The Malom town is in the lap of several adjoining hilly human habitations. The majority of those who resides here are Farmers, agricultural laborers and traders.It is a Christian majority area. Other communities include Hindus and Muslims. The ratio of Scheduled castes and scheduled tribes to the total population is also significant. Valiya Puncha, Venthamala, Konnakkad, Karuvankayam, Chully, Pullady, Padayankallu are the surrounding areas.The farmers and the merchants have to reach Malom to buy provisions and to sell their agricultural products. All these places are connected with rural roads, but in several places it is yet to be paved. Hence in Monsoons it is difficult for villagers to reach Malom.
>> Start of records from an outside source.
use super::upstream::{self, num, text};
use super::{acquire_token, require_non_empty, target};
use crate::captcha::AccessToken;
use crate::core::error::{SeoError, SeoResult};
use crate::signature_cache::CachedSignature;
use crate::types::{Backlink, BacklinksReport, SignedInput};
use crate::AppState;
use serde_json::{json, Value};
use tracing::{info, warn};

/// Top backlinks for `domain` (subdomains mode) plus the domain overview.
///
/// A cached signed grant is tried first; if upstream rejects it the entry is
/// dropped and the lookup goes through the overview call once. Grants are only
/// cached after the list call accepted them.
pub async fn get_backlinks_list(state: &AppState, domain: &str) -> SeoResult<BacklinksReport> {
    let domain = require_non_empty("domain", domain)?;
    let challenge_url = target::backlinks_target(domain);

    let token = acquire_token(state, &challenge_url).await?;

    if let Some(cached) = state.signature_cache.load(domain).await {
        info!("backlinks: reusing cached signature for {}", domain);
        let signed = SignedInput {
            signature: cached.signature,
            valid_until: cached.valid_until,
        };
        match fetch_backlinks(state, &signed, domain, &challenge_url).await {
            Ok(backlinks) => return Ok(report(domain, cached.overview, backlinks)),
            Err(e @ SeoError::UpstreamQuery { .. }) => {
                warn!("backlinks: cached signature for {} rejected: {}", domain, e);
                state.signature_cache.invalidate(domain).await;
            }
            Err(e) => return Err(e),
        }
    }

    let (signed, overview) = fetch_overview(state, &token, domain, &challenge_url).await?;
    let backlinks = fetch_backlinks(state, &signed, domain, &challenge_url).await?;

    state
        .signature_cache
        .store(
            domain,
            CachedSignature::new(signed.signature, signed.valid_until, overview.clone()),
        )
        .await;

    Ok(report(domain, overview, backlinks))
}

fn report(domain: &str, overview: Value, backlinks: Vec<Backlink>) -> BacklinksReport {
    info!("backlinks: {} entries for {}", backlinks.len(), domain);
    BacklinksReport {
        overview,
        backlinks,
    }
}

/// Signed grant and overview for `domain`, cleared with `token`.
pub async fn fetch_overview(
    state: &AppState,
    token: &AccessToken,
    domain: &str,
    referer: &str,
) -> SeoResult<(SignedInput, Value)> {
    let body = json!({
        "captcha": token.as_str(),
        "mode": "subdomains",
        "url": domain,
    });
    let payload = upstream::post_json(state, upstream::BACKLINKS_OVERVIEW, referer, &body, domain).await?;
    parse_overview(&payload)
        .ok_or_else(|| SeoError::upstream(domain, format!("failed to get signature for domain: {}", domain)))
}

async fn fetch_backlinks(
    state: &AppState,
    signed: &SignedInput,
    domain: &str,
    referer: &str,
) -> SeoResult<Vec<Backlink>> {
    let body = json!({
        "reportType": "TopBacklinks",
        "signedInput": {
            "signature": signed.signature,
            "input": {
                "validUntil": signed.valid_until,
                "mode": "subdomains",
                "url": format!("{}/", domain),
            }
        }
    });
    let payload = upstream::post_json(state, upstream::BACKLINKS_LIST, referer, &body, domain).await?;
    parse_backlinks(&payload).ok_or_else(|| SeoError::upstream(domain, "backlinks list missing from response"))
}

/// `signedInput.signature`, `signedInput.input.validUntil` and `data`.
pub fn parse_overview(payload: &Value) -> Option<(SignedInput, Value)> {
    let signed = payload.get("signedInput")?;
    let signature = signed
        .get("signature")
        .and_then(|s| s.as_str())
        .filter(|s| !s.is_empty())?
        .to_string();
    let valid_until = signed
        .get("input")
        .and_then(|i| i.get("validUntil"))
        .filter(|v| !v.is_null())?
        .clone();
    let overview = payload.get("data").cloned().unwrap_or(Value::Null);

    Some((
        SignedInput {
            signature,
            valid_until,
        },
        overview,
    ))
}

/// `topBacklinks.backlinks[]`; an empty list is a valid answer.
pub fn parse_backlinks(payload: &Value) -> Option<Vec<Backlink>> {
    let items = payload
        .get("topBacklinks")?
        .get("backlinks")?
        .as_array()?;

    Some(
        items
            .iter()
            .map(|b| Backlink {
                anchor: text(b, "anchor", ""),
                domain_rating: num(b, "domainRating"),
                title: text(b, "title", ""),
                url_from: text(b, "urlFrom", ""),
                url_to: text(b, "urlTo", ""),
                edu: b.get("edu").and_then(|v| v.as_bool()).unwrap_or(false),
                gov: b.get("gov").and_then(|v| v.as_bool()).unwrap_or(false),
            })
            .collect(),
    )
}

#[cfg(test)]
mod tests {
    use super::*;

    #[test]
    fn overview_requires_signature_and_validity() {
        let ok = json!({
            "signedInput": {"signature": "abc", "input": {"validUntil": "2099-01-01T00:00:00Z"}},
            "data": {"domainRating": 77}
        });
        let (signed, overview) = parse_overview(&ok).unwrap();
        assert_eq!(signed.signature, "abc");
        assert_eq!(overview, json!({"domainRating": 77}));

        let no_sig = json!({"signedInput": {"input": {"validUntil": 1}}, "data": {}});
        assert!(parse_overview(&no_sig).is_none());

        let no_valid = json!({"signedInput": {"signature": "abc", "input": {}}, "data": {}});
        assert!(parse_overview(&no_valid).is_none());
    }

    #[test]
    fn backlinks_fill_defaults_for_missing_fields() {
        let payload = json!({"topBacklinks": {"backlinks": [
            {"anchor": "docs", "domainRating": 88, "title": "T", "urlFrom": "https://a", "urlTo": "https://b", "edu": true},
            {"urlFrom": "https://c"}
        ]}});
        let links = parse_backlinks(&payload).unwrap();
        assert_eq!(links.len(), 2);
        assert_eq!(links[0].domain_rating, 88.0);
        assert!(links[0].edu);
        assert!(!links[0].gov);
        assert_eq!(links[1].anchor, "");
        assert_eq!(links[1].url_from, "https://c");
    }

    #[test]
    fn empty_backlinks_are_not_an_error() {
        let payload = json!({"topBacklinks": {"backlinks": []}});
        assert_eq!(parse_backlinks(&payload), Some(vec![]));
        assert!(parse_backlinks(&json!({})).is_none());
    }
}
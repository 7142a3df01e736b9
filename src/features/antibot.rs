use reqwest::header::{HeaderMap, HeaderName, HeaderValue};

/// Browser fingerprint sent with every upstream request (UA + matching client hints).
#[derive(Debug, Clone)]
pub struct BrowserProfile {
    pub user_agent: &'static str,
    pub sec_ch_ua: &'static str,
    pub sec_ch_ua_platform: &'static str,
}

pub const BROWSER_PROFILES: &[BrowserProfile] = &[
    // Chrome 131 on Windows 10
    BrowserProfile {
        user_agent: "Mozilla/5.0 (Windows NT 10.0; Win64; x64) AppleWebKit/537.36 (KHTML, like Gecko) Chrome/131.0.0.0 Safari/537.36",
        sec_ch_ua: r#""Chromium";v="131", "Not_A Brand";v="24", "Google Chrome";v="131""#,
        sec_ch_ua_platform: "\"Windows\"",
    },
    // Chrome 131 on macOS
    BrowserProfile {
        user_agent: "Mozilla/5.0 (Macintosh; Intel Mac OS X 10_15_7) AppleWebKit/537.36 (KHTML, like Gecko) Chrome/131.0.0.0 Safari/537.36",
        sec_ch_ua: r#""Chromium";v="131", "Not_A Brand";v="24", "Google Chrome";v="131""#,
        sec_ch_ua_platform: "\"macOS\"",
    },
    // Edge 131 on Windows 11
    BrowserProfile {
        user_agent: "Mozilla/5.0 (Windows NT 10.0; Win64; x64) AppleWebKit/537.36 (KHTML, like Gecko) Chrome/131.0.0.0 Safari/537.36 Edg/131.0.0.0",
        sec_ch_ua: r#""Chromium";v="131", "Not_A Brand";v="24", "Microsoft Edge";v="131""#,
        sec_ch_ua_platform: "\"Windows\"",
    },
    // Chrome 130 on Linux
    BrowserProfile {
        user_agent: "Mozilla/5.0 (X11; Linux x86_64) AppleWebKit/537.36 (KHTML, like Gecko) Chrome/130.0.0.0 Safari/537.36",
        sec_ch_ua: r#""Chromium";v="130", "Not_A Brand";v="24", "Google Chrome";v="130""#,
        sec_ch_ua_platform: "\"Linux\"",
    },
];

/// Pick a random desktop profile.
pub fn get_random_browser_profile() -> &'static BrowserProfile {
    use rand::prelude::*;
    let mut rng = rand::rng();
    &BROWSER_PROFILES[rng.random_range(0..BROWSER_PROFILES.len())]
}

/// Headers for the Ahrefs `/v4/*` XHR endpoints, as the free-tool page sends them.
///
/// `origin` is the upstream base URL; `referer` is the tool page the token was issued for.
pub fn upstream_headers(origin: &str, referer: &str) -> HeaderMap {
    let profile = get_random_browser_profile();
    let pairs: [(&str, &str); 12] = [
        ("accept", "*/*"),
        ("accept-language", "en-US,en;q=0.9"),
        ("content-type", "application/json; charset=utf-8"),
        ("origin", origin),
        ("referer", referer),
        ("user-agent", profile.user_agent),
        ("sec-ch-ua", profile.sec_ch_ua),
        ("sec-ch-ua-mobile", "?0"),
        ("sec-ch-ua-platform", profile.sec_ch_ua_platform),
        ("sec-fetch-dest", "empty"),
        ("sec-fetch-mode", "cors"),
        ("sec-fetch-site", "same-origin"),
    ];

    let mut headers = HeaderMap::with_capacity(pairs.len());
    for (name, value) in pairs {
        // Caller-supplied URLs may carry bytes HeaderValue rejects; drop those headers.
        if let Ok(v) = HeaderValue::from_str(value) {
            headers.insert(HeaderName::from_static(name), v);
        }
    }
    headers
}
Valiya Puncha, Pullady, Padayankallu and Venthamala are hilly areas which lies about 500 meters above the sea level. These places share their borders with the Karnataka forest. Elephants and Wild Boars straying into farming fields from the forests poses serious threat to life and property of farmers residing in these borders. Other surrounding areas are low-lying valley of the peaks in Western Ghats.

Pullody
 
Pullody is a hilly area in Maloth village of Kasaragod district in Kerala with a high altitude from sea level. The hills are covered with mist and snow, which attracts tourists. This place is near the Kerala-Karnataka border. The Palakolli waterfalls and the estate are very near to this place. St. Alphonsa Catholic Church Pullody is located here. This place is 4 km away from malom town on Malom - Kolichal HillHighway. There are some bus services to Kanhangad from Pullody, and some jeep trips to Kallar and Kolichal. There are occasional problems with elephants from the nearby Kerala-Karnataka forests, and this is a less populated area, with a population mainly of farmers. Rubber, coconut, and bananas are cultivated here. The majority of the people are Hindus and Christians. Janakeeyam Pullody is a people co-operative jeep service that runs between pullody and Malom town. This jeep service was established in 2008.

Valiya Puncha
Valiya Puncha is another hilly area which is situated about 4 km from Malom Town. One can get Jeep services from Malom to Valiya Puncha. Malom-Mandalam-Kuzhippunam-Cheriya Puncha Valiyapuncha road passes through the Kerala Forest at Anakuzhi before joining Maikkayam and Konnakkad. However the brief unpaved road stretch from Valiya Puncha to Maikayam makes the journey difficult. There is a government LP School and an Ankanvadi in Cheriya Puncha. Cheriya Puncha also accommodates the St. Thomas Church, a Saint Thomas Christian church of the village. Major crops include rubber, tapioca, coconut,arecanut, cashew pepper, banana, ginger, and turmeric.

Karuvankayam
Karuvankayam is known as "lamp of Malom."

Transportation
This village is connected to Karnataka state through Panathur. There is a 20 km long road from Panathur to Sullia in Karnataka from where Bangalore and Mysore can be easily accessed. Locations in Kerala can be accessed by driving towards the western side. The nearest railway station is Nileshwar railway station on Mangalore-Palakkad line. There are airports at Mangalore and Calicut.